The show features, as a centrepiece, a sculpture and a series of photographs of John Chilembwe. But ‘New Liberia’ arguably tells us more about Kambalu’s exploration of artistic and individual freedom than about the politics of art.

Kambalu has made bold artistic provocations in the past, most notably when he was involved in a copyright infringement lawsuit with Situationist activist, Gianfranco Sanguinetti. Kambalu photographed, and later exhibited at the Venice Biennale, an archive sold by Sanguinetti to Yale University in 2014. Sanguinetti’s lawyers claimed that Italian copyright law prevented a third party from reproducing an artist’s work without notifying the creator. However, a court found in Kambalu’s favour. Courtroom exchanges from Kambalu’s subsequent trial in Belgium are screened in a small gallery of the exhibition. 

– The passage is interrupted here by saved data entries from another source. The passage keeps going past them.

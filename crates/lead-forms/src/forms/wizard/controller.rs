use chrono::Utc;
use std::sync::Arc;
use tokio::time::Instant;
use tracing::{debug, info, warn};

use super::state::{WizardPhase, WizardState};
use super::WizardError;
use crate::config::PresentationConfig;
use crate::forms::presenter::{BannerId, Presenter};
use crate::forms::schema::FormSchema;
use crate::forms::submission::{
    SubmissionEndpoint, SubmissionError, SubmissionOutcome, SubmissionPayload,
    ENDPOINT_FALLBACK_MESSAGE, NETWORK_FALLBACK_MESSAGE,
};
use crate::forms::validation::{FieldValidator, ValidationResult};

/// Everything needed to dispatch one request for the current attempt.
#[derive(Debug, Clone, PartialEq, Eq)]
pub struct SubmissionTicket {
    pub id: u64,
    pub path: &'static str,
    pub payload: SubmissionPayload,
}

#[derive(Debug, Clone, PartialEq, Eq)]
pub enum SubmissionResolution {
    Succeeded,
    Failed { message: String, banner: BannerId },
}

/// Owns the wizard position and field values and drives a [`Presenter`].
pub struct WizardController<P> {
    schema: Arc<FormSchema>,
    state: WizardState,
    presenter: P,
    validator: FieldValidator,
    presentation: PresentationConfig,
    tickets: u64,
}

impl<P: Presenter> WizardController<P> {
    pub fn new(schema: Arc<FormSchema>, presenter: P, presentation: PresentationConfig) -> Self {
        let state = WizardState::new(&schema);
        let mut controller = Self {
            schema,
            state,
            presenter,
            validator: FieldValidator::new(),
            presentation,
            tickets: 0,
        };
        controller
            .presenter
            .show_step(controller.state.current_step, controller.state.total_steps);
        controller
    }

    pub fn schema(&self) -> &FormSchema {
        &self.schema
    }

    pub fn state(&self) -> &WizardState {
        &self.state
    }

    pub fn current_step(&self) -> usize {
        self.state.current_step
    }

    pub fn phase(&self) -> &WizardPhase {
        &self.state.phase
    }

    pub fn presenter(&self) -> &P {
        &self.presenter
    }

    pub fn into_presenter(self) -> P {
        self.presenter
    }

    /// Input event: store the value and refresh that field's error state.
    pub fn set_value(&mut self, name: &str, value: impl Into<String>) -> Result<(), WizardError> {
        self.ensure_open()?;
        let value = value.into();
        let live = self.schema.live_format_checks();

        let field = self
            .state
            .field_mut(name)
            .ok_or_else(|| WizardError::UnknownField {
                name: name.to_string(),
            })?;

        let spec = field.spec.clone();
        let choice = spec.kind.is_choice();
        let value = if choice { value.trim().to_string() } else { value };
        if choice && !value.is_empty() && !spec.accepts_option(&value) {
            return Err(WizardError::UnknownOption {
                field: spec.name,
                option: value,
            });
        }

        field.value = value.clone();
        let had_error = field.invalid.take().is_some();
        if had_error {
            self.presenter.clear_invalid(spec.name);
        }

        if choice && !value.is_empty() {
            self.presenter.mark_selected(spec.name, &value);
        }

        if live {
            let error = self.validator.format_error(&spec, &value);
            self.apply_field(spec.name, error.map(|error| error.message));
        }

        Ok(())
    }

    /// Pick an option of a radio group or select.
    pub fn choose(&mut self, name: &str, option: &str) -> Result<(), WizardError> {
        let is_choice = self
            .schema
            .field(name)
            .map(|spec| spec.kind.is_choice())
            .ok_or_else(|| WizardError::UnknownField {
                name: name.to_string(),
            })?;
        if !is_choice {
            return Err(WizardError::NotAChoice {
                name: name.to_string(),
            });
        }
        self.set_value(name, option)
    }

    /// Blur event: full single-field check, painted immediately.
    pub fn blur(&mut self, name: &str) -> Result<Option<&'static str>, WizardError> {
        self.ensure_open()?;
        let spec = self
            .schema
            .field(name)
            .cloned()
            .ok_or_else(|| WizardError::UnknownField {
                name: name.to_string(),
            })?;
        let value = self.state.value(name).unwrap_or("");
        let message = self
            .validator
            .validate_field(&spec, value)
            .map(|error| error.message);
        self.apply_field(spec.name, message);
        Ok(message)
    }

    /// Move forward one step if every field on the current step passes.
    pub fn advance(&mut self) -> Result<usize, WizardError> {
        self.ensure_navigable()?;
        let step = self.state.current_step;
        let result = self.validator.validate_step(&self.schema, step, &self.state);
        self.paint_step(step, &result);

        if !result.is_valid() {
            debug!(step, errors = result.errors.len(), "step blocked by validation");
            return Err(WizardError::Validation { step, result });
        }

        if step >= self.state.total_steps {
            return Err(WizardError::AtLastStep);
        }

        self.move_to(step + 1);
        Ok(self.state.current_step)
    }

    /// Move back one step. Never validates.
    pub fn retreat(&mut self) -> Result<usize, WizardError> {
        self.ensure_navigable()?;
        let step = self.state.current_step;
        if step <= 1 {
            return Err(WizardError::AtFirstStep);
        }
        self.move_to(step - 1);
        Ok(self.state.current_step)
    }

    /// Validate the final step and then every required field, and on success
    /// lock the submit control and hand back the request to send.
    pub fn begin_submit(&mut self) -> Result<SubmissionTicket, WizardError> {
        match self.state.phase {
            WizardPhase::Submitting { .. } => return Err(WizardError::SubmitInFlight),
            WizardPhase::Succeeded { .. } => return Err(WizardError::Completed),
            WizardPhase::Editing | WizardPhase::Failed { .. } => {}
        }

        let total = self.state.total_steps;
        if self.state.current_step != total {
            return Err(WizardError::NotOnFinalStep {
                current: self.state.current_step,
                total,
            });
        }

        let result = self.validator.validate_step(&self.schema, total, &self.state);
        self.paint_step(total, &result);
        if !result.is_valid() {
            return Err(WizardError::Validation {
                step: total,
                result,
            });
        }

        let sweep = self.validator.validate_required(&self.schema, &self.state);
        if let Some(first) = sweep.first() {
            for error in &sweep.errors {
                self.apply_field(error.field, Some(error.message));
            }
            let step = self.schema.step_of(first.field).unwrap_or(total);
            warn!(step, field = first.field, "stale required field caught at submit");
            if step != self.state.current_step {
                self.move_to(step);
            }
            self.presenter.focus_field(first.field);
            return Err(WizardError::Validation {
                step,
                result: sweep,
            });
        }

        self.tickets += 1;
        let ticket = SubmissionTicket {
            id: self.tickets,
            path: self.schema.endpoint_path(),
            payload: self.state.payload(),
        };
        self.state.phase = WizardPhase::Submitting { ticket: ticket.id };
        self.presenter.set_submit_busy(true);
        info!(
            form = self.schema.kind().label(),
            ticket = ticket.id,
            fields = ticket.payload.len(),
            "submitting form"
        );
        Ok(ticket)
    }

    /// Fold the endpoint's answer back into the wizard.
    pub fn complete_submit(
        &mut self,
        ticket: &SubmissionTicket,
        result: Result<SubmissionOutcome, SubmissionError>,
    ) -> Result<SubmissionResolution, WizardError> {
        match self.state.phase {
            WizardPhase::Submitting { ticket: current } if current == ticket.id => {}
            _ => return Err(WizardError::StaleTicket { ticket: ticket.id }),
        }

        let message = match result {
            Ok(SubmissionOutcome { success: true, .. }) => {
                self.state.phase = WizardPhase::Succeeded { at: Utc::now() };
                self.presenter.show_success(self.schema.success_panel());
                info!(
                    form = self.schema.kind().label(),
                    ticket = ticket.id,
                    "form submission accepted"
                );
                return Ok(SubmissionResolution::Succeeded);
            }
            Ok(SubmissionOutcome { message, .. }) => {
                let message = message
                    .filter(|text| !text.trim().is_empty())
                    .unwrap_or_else(|| ENDPOINT_FALLBACK_MESSAGE.to_string());
                warn!(ticket = ticket.id, %message, "endpoint rejected submission");
                message
            }
            Err(err) => {
                warn!(ticket = ticket.id, error = %err, "submission request failed");
                NETWORK_FALLBACK_MESSAGE.to_string()
            }
        };

        self.presenter.set_submit_busy(false);
        let expires_at = Instant::now() + self.presentation.banner_dismiss_after;
        let banner = self.presenter.show_banner(&message, expires_at);
        self.state.phase = WizardPhase::Failed {
            message: message.clone(),
        };
        Ok(SubmissionResolution::Failed { message, banner })
    }

    /// Validate, send and resolve in one call.
    pub async fn submit<E>(&mut self, endpoint: &E) -> Result<SubmissionResolution, WizardError>
    where
        E: SubmissionEndpoint + ?Sized,
    {
        let ticket = self.begin_submit()?;
        let result = endpoint.submit(ticket.path, &ticket.payload).await;
        self.complete_submit(&ticket, result)
    }

    pub fn dismiss_banner(&mut self, id: BannerId) -> bool {
        self.presenter.dismiss_banner(id)
    }

    /// Drop banners whose display time has run out.
    pub fn tick(&mut self) -> usize {
        self.presenter.expire_banners(Instant::now())
    }

    pub fn next_banner_expiry(&self) -> Option<Instant> {
        self.presenter.next_banner_expiry()
    }

    fn ensure_open(&self) -> Result<(), WizardError> {
        match self.state.phase {
            WizardPhase::Succeeded { .. } => Err(WizardError::Completed),
            _ => Ok(()),
        }
    }

    fn ensure_navigable(&self) -> Result<(), WizardError> {
        match self.state.phase {
            WizardPhase::Succeeded { .. } => Err(WizardError::Completed),
            WizardPhase::Submitting { .. } => Err(WizardError::SubmitInFlight),
            WizardPhase::Editing | WizardPhase::Failed { .. } => Ok(()),
        }
    }

    fn move_to(&mut self, step: usize) {
        let from = self.state.current_step;
        self.state.current_step = step;
        if matches!(self.state.phase, WizardPhase::Failed { .. }) {
            self.state.phase = WizardPhase::Editing;
        }
        self.presenter.show_step(step, self.state.total_steps);
        debug!(from, to = step, "wizard step changed");
    }

    fn paint_step(&mut self, step: usize, result: &ValidationResult) {
        let names: Vec<&'static str> = match self.schema.step(step) {
            Some(spec) => spec.fields.iter().map(|field| field.name).collect(),
            None => return,
        };
        for name in names {
            self.apply_field(name, result.message_for(name));
        }
        if let Some(first) = result.first() {
            self.presenter.focus_field(first.field);
        }
    }

    fn apply_field(&mut self, name: &'static str, message: Option<&'static str>) {
        if let Some(field) = self.state.field_mut(name) {
            field.invalid = message;
        }
        match message {
            Some(message) => self.presenter.mark_invalid(name, message),
            None => self.presenter.clear_invalid(name),
        }
    }
}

‘New Liberia’ finds its centre of gravity in the way Kambalu balances historical symbolism with the power of his imagination. He invites the viewer to a kind of post-modern ceremony which combines high technology with ancestral rituals, digital media with ancient wisdom. In the final gallery of the exhibition, he asks each of us to evaluate our own journey through individual freedom and autonomy, with a series of ten short films, his witty ‘Nyau Cinema’ manifesto.  The series of early cinema-style montages leaves us feeling awkwardly self-conscious about our often overlooked privileges in the choices that we have the freedom to make.